Figure 1: Schematic overview of our vision for taxonomy production. It consists of three processes: 1) Gathering and enriching candidate terms from all the various in a candidate pool. The output of the candidate pool are so-called proto-concepts. 2) Placing proto-concepts within a taxonomy for further editorial processing. 3) Compiling taxonomies based on pre-specified rules to create a product-taxonomy. Please note that the figure describes processes, which may be supported by the same system.

Candidate pool & services

Our initial focus was on the part of the taxonomy production process where we estimated most could be gained: developing a shared infrastructure and set of services for processing candidate terms. This infrastructure consists of a so-called candidate pool, shown in Figure 1, which is a triple store that stores each candidate term supplied to us, along with several services that enrich these candidate terms. Storing candidate terms and their enrichments in a candidate pool enables memorization of previous assessments of candidate terms, thereby allowing for quick comparisons of new candidates with existing data and eliminating the need for their repeated assessment. The candidate term enrichment services enable normalizing terms to the lexical variant preferred by specific taxonomies, counting their frequencies in our literature corpora, categorizing them to different scientific domains to efficiently assign them to the SME specialized in that domain, and clustering them with their synonymous terms. Additional services, such as hierarchy suggestion and ambiguity scoring are currently on our roadmap. The output of the candidate pool are so-called proto-concepts, which are collections of synonymous terms, which ideally also contain a suggestion on where they should be placed within a specific taxonomy in the taxonomy management system.

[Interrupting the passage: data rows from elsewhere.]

//! ASTC 8x8 (LDR profile) to RGBA8.
//!
//! Block-mode dispatch, trit/quint integer-sequence coding for endpoints and
//! weights, and multi-partition pattern tables are a lot of surface to get
//! bit-exact by hand. The original tool doesn't hand-roll them either:
//! `luna_kit/pvr.py` calls `texture2ddecoder.decode_astc(data, width,
//! height, 8, 8)`, so this module routes through the same library's Rust
//! port instead of re-deriving those tables from scratch.

use super::bgra_pixels_to_rgba_bytes;
use super::image::Image;
use crate::error::{ArkError, Result};

const BLOCK_WIDTH: usize = 8;
const BLOCK_HEIGHT: usize = 8;
const BLOCK_BYTES: usize = 16;

pub fn decode(data: &[u8], width: u32, height: u32) -> Result<Vec<u8>> {
    let blocks_x = (width as usize).div_ceil(BLOCK_WIDTH);
    let blocks_y = (height as usize).div_ceil(BLOCK_HEIGHT);
    let expected = blocks_x * blocks_y * BLOCK_BYTES;
    if data.len() < expected {
        return Err(ArkError::CorruptPayload(format!(
            "astc payload too short: need {expected} bytes for {width}x{height}, got {}",
            data.len()
        )));
    }

    let pixels = texture2ddecoder::decode_astc(
        data,
        width as usize,
        height as usize,
        BLOCK_WIDTH,
        BLOCK_HEIGHT,
    )
    .map_err(|e| ArkError::CorruptPayload(format!("astc decode failed: {e}")))?;

    // `decode_astc` hands back packed texels the same way PIL's "BGRA"
    // rawmode reads them in the original tool; reorder to true RGBA8.
    Ok(bgra_pixels_to_rgba_bytes(&pixels))
}

pub fn decode_to_image(data: &[u8], width: u32, height: u32) -> Result<Image> {
    let pixels = decode(data, width, height)?;
    Ok(Image::new(width, height, pixels))
}
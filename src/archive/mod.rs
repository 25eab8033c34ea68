//! The public archive engine (spec C9): open a source, enumerate and
//! extract entries, upsert new ones, and persist the result.
//!
//! An `Archive` owns its backing source exclusively for its whole
//! lifetime — see the crate-level concurrency notes. Mutation
//! (`add_file`) only touches in-memory state; nothing is written to the
//! source until `write` succeeds, so a failed or abandoned mutation never
//! corrupts the on-disk archive.

mod extract;
mod mutate;
mod reader;
mod writer;

pub use extract::LogicalFile;

use crate::container::header::Header;
use crate::container::metadata::{ArchiveDirectory, FileMetadata};
use crate::error::{ArkError, Result};
use crate::options::{ArchiveOptions, UpsertFlags};
use crate::util::truncate::Truncate;
use std::io::{Read, Seek, Write};

pub struct Archive<S: Read + Write + Seek> {
    source: S,
    header: Header,
    directory: ArchiveDirectory,
    /// Every entry's on-disk bytes, concatenated in `file_location` order,
    /// covering `[header_size, metadata_offset)`. Kept in memory so
    /// `add_file` never has to shuffle bytes on the source in place.
    payload: Vec<u8>,
    options: ArchiveOptions,
}

impl<S: Read + Write + Seek> Archive<S> {
    pub fn open(source: S) -> Result<Self> {
        Self::open_with_options(source, ArchiveOptions::default())
    }

    pub fn open_with_options(mut source: S, options: ArchiveOptions) -> Result<Self> {
        let (header, directory, payload) = reader::read_archive(&mut source, &options)?;
        Ok(Self {
            source,
            header,
            directory,
            payload,
            options,
        })
    }

    /// Snapshot of the directory, in serialization order.
    pub fn files(&self) -> Vec<FileMetadata> {
        self.directory.as_slice().to_vec()
    }

    pub fn read_file(&mut self, path: &str) -> Result<LogicalFile> {
        let meta = self
            .directory
            .find(path)
            .ok_or_else(|| ArkError::NotFound(path.to_string()))?
            .clone();
        extract::extract(
            &meta,
            &self.payload,
            self.header.struct_size() as u32,
            self.header.version,
            &self.options,
        )
    }

    pub fn add_file(&mut self, path: &str, data: &[u8], flags: UpsertFlags) -> Result<()> {
        mutate::upsert(
            &mut self.header,
            &mut self.directory,
            &mut self.payload,
            path,
            data,
            flags,
            &self.options,
        )
    }

    /// Parsed from `data_ver.xml`'s `Value` attribute, if the archive
    /// carries one. The rest of the XML data-object layer this file
    /// belongs to is out of scope for this crate; callers needing more
    /// than this one value should read the file themselves via
    /// `read_file` and hand it to their own XML layer.
    pub fn data_version(&mut self) -> Option<String> {
        let file = self.read_file("data_ver.xml").ok()?;
        let text = String::from_utf8_lossy(&file.bytes);
        first_attribute_value(&text, "Value")
    }

    pub fn close(self) -> S {
        self.source
    }
}

impl<S: Read + Write + Seek + Truncate> Archive<S> {
    pub fn write(&mut self) -> Result<()> {
        writer::write_archive(
            &mut self.source,
            &self.header,
            &self.directory,
            &self.payload,
            &self.options,
        )
    }
}

fn first_attribute_value(xml: &str, attr: &str) -> Option<String> {
    let needle = format!("{attr}=\"");
    let start = xml.find(&needle)? + needle.len();
    let end = xml[start..].find('"')? + start;
    Some(xml[start..end].to_string())
}
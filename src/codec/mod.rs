//! Payload compression. Archive format version picks the codec: v1 uses
//! zlib, v3/v4 use zstd (spec.md §4.3).

use crate::error::Result;
use std::io::{Read, Write};

#[derive(Copy, Clone, Debug, PartialEq, Eq, Hash)]
pub enum CodecId {
    Zlib,
    Zstd,
}

pub trait Compressor {
    fn id(&self) -> CodecId;
    fn compress(&self, src: &mut dyn Read, dst: &mut dyn Write, level: i32) -> Result<u64>;
    fn decompress(&self, src: &mut dyn Read, dst: &mut dyn Write) -> Result<u64>;
}

pub mod zlib;
pub mod zstd_codec;

/// Pick the codec mandated by an archive format version.
pub fn for_version(version: u32) -> Result<&'static dyn Compressor> {
    match version {
        1 => Ok(&zlib::ZlibCompressor),
        3 | 4 => Ok(&zstd_codec::ZstdCompressor),
        v => Err(crate::error::ArkError::UnsupportedVersion(v)),
    }
}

Domain-oriented taxonomy architecture

To improve the reuse of existing taxonomy data, we aim to move from a product-oriented architecture for our taxonomies to a domain oriented one. In a domain-oriented architecture, each scientific domain would be represented by a single pre-built taxonomy branch. Product taxonomies would then be able to select their required subset (i.e. concepts and labels) from these pre-built branches, combining them with selections from other pre-built branches covering other domains. The result would then be an equivalent product taxonomy as currently is being produced but eliminating duplicated taxonomy curation efforts. To support different needs of different product taxonomies, such a domain-based architecture would require a number of advanced features. For example, to support different granularities of concepts, concepts would need to be specified at their maximum granularity by default (e.g. different brand names of drugs are not considered to be synonymous to each other). Coarser granularities of concepts could then be achieved by "rolling up" child concepts to a pre-defined parent. Other modifications would include filtering out specific subsets of labels, using different preferred labels, and automatically adding qualifiers to terms that occur in multiple scientific domains and will therefore be ambiguous. Many of these features would be supported by what we refer to as a taxonomy compiler, shown in Figure 1, which would perform these operations based on pre-specified rules, which sometimes require flags to be assigned to concepts or labels.

Outlook

Ultimately, the VOICE project should lead to comprehensive and up to date taxonomies, the quality of which is guaranteed by Elsevier SMEs, which are produced with such an efficient process that we can be highly responsive to new use cases or customer requests. Although there remain to be open questions around e.g. the feasibility of the domain-based architecture of taxonomy data, we believe our achievements up until now have put us firmly on the path to reaching these goals.